New central bank tools, including negative rates and employment targets, are also politically charged and need to be co-ordinated with the agenda of whichever government is in power. On several occasions over the last several months US President Donald Trump has called on the Federal Reserve to use the ‘gift’ of negative rates to soften the economic blow of COVID-19.
“Subtly, underneath the surface, you are gradually moving away from independent central banks,” Mr Butler said.

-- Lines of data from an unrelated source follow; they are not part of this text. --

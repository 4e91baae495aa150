//! Text passes applied to post titles and body text nodes.
//!
//! Each pass is a function `&str -> String`, applied in sequence. Body text
//! arrives HTML-escaped, so passes that emit `<sup>`/`<sub>` may do so directly.

use std::sync::LazyLock;

use regex::{Captures, Regex};
use unicode_normalization::UnicodeNormalization;

/// UTF-8 punctuation decoded as Windows-1252, longest sequences first.
const MOJIBAKE: &[(&str, &str)] = &[
    ("â€™", "'"),
    ("â€˜", "'"),
    ("â€œ", "\""),
    ("â€\u{9d}", "\""),
    ("â€”", "\u{2014}"),
    ("â€“", "\u{2013}"),
    ("â€¦", "..."),
    ("Ã©", "é"),
    ("Ã¨", "è"),
    ("Ã¼", "ü"),
    ("Ã¶", "ö"),
    ("Ã¤", "ä"),
    ("â€", "\""),
];

/// Characters replaced for print-friendly output.
const TYPOGRAPHY: &[(char, &str)] = &[
    ('\u{2018}', "'"),
    ('\u{2019}', "'"),
    ('\u{201c}', "\""),
    ('\u{201d}', "\""),
    ('\u{2026}', "..."),
    ('\u{00a0}', " "),
    ('\u{200b}', ""),
    ('\u{2022}', "*"),
    ('\u{00ab}', "\""),
    ('\u{00bb}', "\""),
    ('\u{fffd}', ""),
];

/// Normalize plain text (titles, dates, cover text).
pub fn normalize_text(text: &str) -> String {
    if text.is_empty() {
        return String::new();
    }
    let fixed = fix_mojibake(text);
    let composed: String = fixed.nfc().collect();
    replace_typography(&composed)
}

/// Rewrite an already-escaped body text node.
///
/// `math` is false inside `pre`/`code`, where TeX-looking text is literal.
pub(crate) fn rewrite_html_text(escaped: &str, math: bool) -> String {
    let text = superscripts_to_tags(escaped);
    let text = normalize_text(&text);
    if math { convert_math(&text) } else { text }
}

fn fix_mojibake(text: &str) -> String {
    if !text.contains('â') && !text.contains('Ã') {
        return text.to_string();
    }
    MOJIBAKE
        .iter()
        .fold(text.to_string(), |acc, (bad, good)| acc.replace(bad, good))
}

fn replace_typography(text: &str) -> String {
    let mut out = String::with_capacity(text.len());
    for c in text.chars() {
        match TYPOGRAPHY.iter().find(|(from, _)| *from == c) {
            Some((_, to)) => out.push_str(to),
            None => out.push(c),
        }
    }
    out
}

// ---------------------------------------------------------------------------
// Superscripts / subscripts
// ---------------------------------------------------------------------------

fn superscript(c: char) -> Option<char> {
    Some(match c {
        '⁰' => '0',
        '¹' => '1',
        '²' => '2',
        '³' => '3',
        '⁴' => '4',
        '⁵' => '5',
        '⁶' => '6',
        '⁷' => '7',
        '⁸' => '8',
        '⁹' => '9',
        '⁺' => '+',
        '⁻' => '-',
        '⁼' => '=',
        '⁽' => '(',
        '⁾' => ')',
        'ⁿ' => 'n',
        'ⁱ' => 'i',
        _ => return None,
    })
}

fn subscript(c: char) -> Option<char> {
    Some(match c {
        '₀' => '0',
        '₁' => '1',
        '₂' => '2',
        '₃' => '3',
        '₄' => '4',
        '₅' => '5',
        '₆' => '6',
        '₇' => '7',
        '₈' => '8',
        '₉' => '9',
        '₊' => '+',
        '₋' => '-',
        '₌' => '=',
        '₍' => '(',
        '₎' => ')',
        _ => return None,
    })
}

/// Turn runs of Unicode super/subscript characters into `<sup>`/`<sub>`.
fn superscripts_to_tags(text: &str) -> String {
    let mut out = String::with_capacity(text.len());
    let mut chars = text.chars().peekable();

    while let Some(c) = chars.next() {
        let (tag, map): (&str, fn(char) -> Option<char>) = if let Some(m) = superscript(c) {
            out.push_str("<sup>");
            out.push(m);
            ("sup", superscript)
        } else if let Some(m) = subscript(c) {
            out.push_str("<sub>");
            out.push(m);
            ("sub", subscript)
        } else {
            out.push(c);
            continue;
        };

        while let Some(m) = chars.peek().copied().and_then(map) {
            out.push(m);
            chars.next();
        }
        out.push_str("</");
        out.push_str(tag);
        out.push('>');
    }

    out
}

// ---------------------------------------------------------------------------
// Inline math
// ---------------------------------------------------------------------------

static INLINE_PAREN_RE: LazyLock<Regex> =
    LazyLock::new(|| Regex::new(r"(?s)\\\((.+?)\\\)").expect("inline math regex"));

static DISPLAY_BRACKET_RE: LazyLock<Regex> =
    LazyLock::new(|| Regex::new(r"(?s)\\\[(.+?)\\\]").expect("display math regex"));

static DOLLAR_RE: LazyLock<Regex> =
    LazyLock::new(|| Regex::new(r"\$([^$\n]+)\$").expect("dollar math regex"));

static COMMAND_RE: LazyLock<Regex> =
    LazyLock::new(|| Regex::new(r"\\([a-zA-Z]+)").expect("command regex"));

static SUP_RE: LazyLock<Regex> =
    LazyLock::new(|| Regex::new(r"\^\{([^}]+)\}|\^([^\s{}\\])").expect("sup regex"));

static SUB_RE: LazyLock<Regex> =
    LazyLock::new(|| Regex::new(r"_\{([^}]+)\}|_([^\s{}\\])").expect("sub regex"));

/// Convert TeX inline/display math into readable text with sup/sub tags.
///
/// `$…$` is only treated as math when the inside contains TeX markup, so
/// prices like `$10 and $20` survive.
pub(crate) fn convert_math(text: &str) -> String {
    if !text.contains('\\') && !text.contains('$') {
        return text.to_string();
    }

    let text = INLINE_PAREN_RE.replace_all(text, |c: &Captures<'_>| convert_expression(&c[1]));
    let text = DISPLAY_BRACKET_RE.replace_all(&text, |c: &Captures<'_>| convert_expression(&c[1]));
    let text = DOLLAR_RE.replace_all(&text, |c: &Captures<'_>| {
        let inner = &c[1];
        if inner.contains(['\\', '^', '_']) {
            convert_expression(inner)
        } else {
            c[0].to_string()
        }
    });

    text.into_owned()
}

fn convert_expression(latex: &str) -> String {
    let spaced = latex
        .replace("\\,", " ")
        .replace("\\;", " ")
        .replace("\\ ", " ")
        .replace("\\!", "");

    let symbols = COMMAND_RE.replace_all(&spaced, |c: &Captures<'_>| {
        command_symbol(&c[1]).unwrap_or_default().to_string()
    });

    let sup = SUP_RE.replace_all(&symbols, |c: &Captures<'_>| {
        let inner = c.get(1).or_else(|| c.get(2)).map_or("", |m| m.as_str());
        format!("<sup>{inner}</sup>")
    });
    let sub = SUB_RE.replace_all(&sup, |c: &Captures<'_>| {
        let inner = c.get(1).or_else(|| c.get(2)).map_or("", |m| m.as_str());
        format!("<sub>{inner}</sub>")
    });

    sub.replace(['{', '}'], "").trim().to_string()
}

/// Printable replacement for a TeX command; unknown commands are dropped.
fn command_symbol(name: &str) -> Option<&'static str> {
    Some(match name {
        "times" => "×",
        "cdot" => "·",
        "div" => "÷",
        "pm" => "±",
        "mp" => "∓",
        "leq" | "le" => "≤",
        "geq" | "ge" => "≥",
        "neq" | "ne" => "≠",
        "approx" => "≈",
        "infty" => "∞",
        "alpha" => "α",
        "beta" => "β",
        "gamma" => "γ",
        "delta" => "δ",
        "epsilon" => "ε",
        "theta" => "θ",
        "lambda" => "λ",
        "mu" => "μ",
        "pi" => "π",
        "sigma" => "σ",
        "omega" => "ω",
        "sum" => "Σ",
        "prod" => "Π",
        "sqrt" => "√",
        "log" => "log",
        "ln" => "ln",
        "sin" => "sin",
        "cos" => "cos",
        "tan" => "tan",
        "exp" => "exp",
        _ => return None,
    })
}

#[cfg(test)]
mod tests {
    use super::*;

    #[test]
    fn smart_quotes_become_ascii() {
        assert_eq!(
            normalize_text("\u{201c}It\u{2019}s fine\u{201d}\u{2026}"),
            "\"It's fine\"..."
        );
    }

    #[test]
    fn mojibake_is_repaired() {
        assert_eq!(normalize_text("Itâ€™s broken"), "It's broken");
        assert_eq!(normalize_text("plain text"), "plain text");
    }

    #[test]
    fn nbsp_and_zero_width_space() {
        assert_eq!(normalize_text("a\u{00a0}b\u{200b}c"), "a bc");
    }

    #[test]
    fn superscript_runs_become_tags() {
        assert_eq!(superscripts_to_tags("10⁻⁹ s"), "10<sup>-9</sup> s");
        assert_eq!(superscripts_to_tags("H₂O"), "H<sub>2</sub>O");
    }

    #[test]
    fn inline_math_converts() {
        assert_eq!(
            convert_math(r"rate is \(1 \times 10^{-9}\) per op"),
            "rate is 1 × 10<sup>-9</sup> per op"
        );
        assert_eq!(convert_math(r"\(x_1 + n^2\)"), "x<sub>1</sub> + n<sup>2</sup>");
    }

    #[test]
    fn currency_is_not_math() {
        assert_eq!(convert_math("costs $10 or $20"), "costs $10 or $20");
        assert_eq!(convert_math(r"area $\pi r^2$"), "area π r<sup>2</sup>");
    }

    #[test]
    fn math_skipped_when_disabled() {
        assert_eq!(rewrite_html_text(r"\(n^2\)", false), r"\(n^2\)");
        assert_eq!(rewrite_html_text(r"\(n^2\)", true), "n<sup>2</sup>");
    }
}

“Ironically at a time when central banks have the most doubt about their abilities, they’re at a point where they’ve never been more powerful for markets. They doubt their own ability, but the markets have full and complete confidence in central banks.”
Mr Butler anticipates significantly higher government intervention in the economy going forward, with the safety nets put in place to protect the labour market – including higher unemployment benefits and wage subsidies – being retained after the shock, providing a ‘guarantee to the private sector’ and helping raise inflation.
“I think there’s a high likelihood as we go forward that fiscal evolves into infrastructure spending and tax cuts, but those safety nets stay in place either implicitly or explicitly every time there’s a downturn,” he said.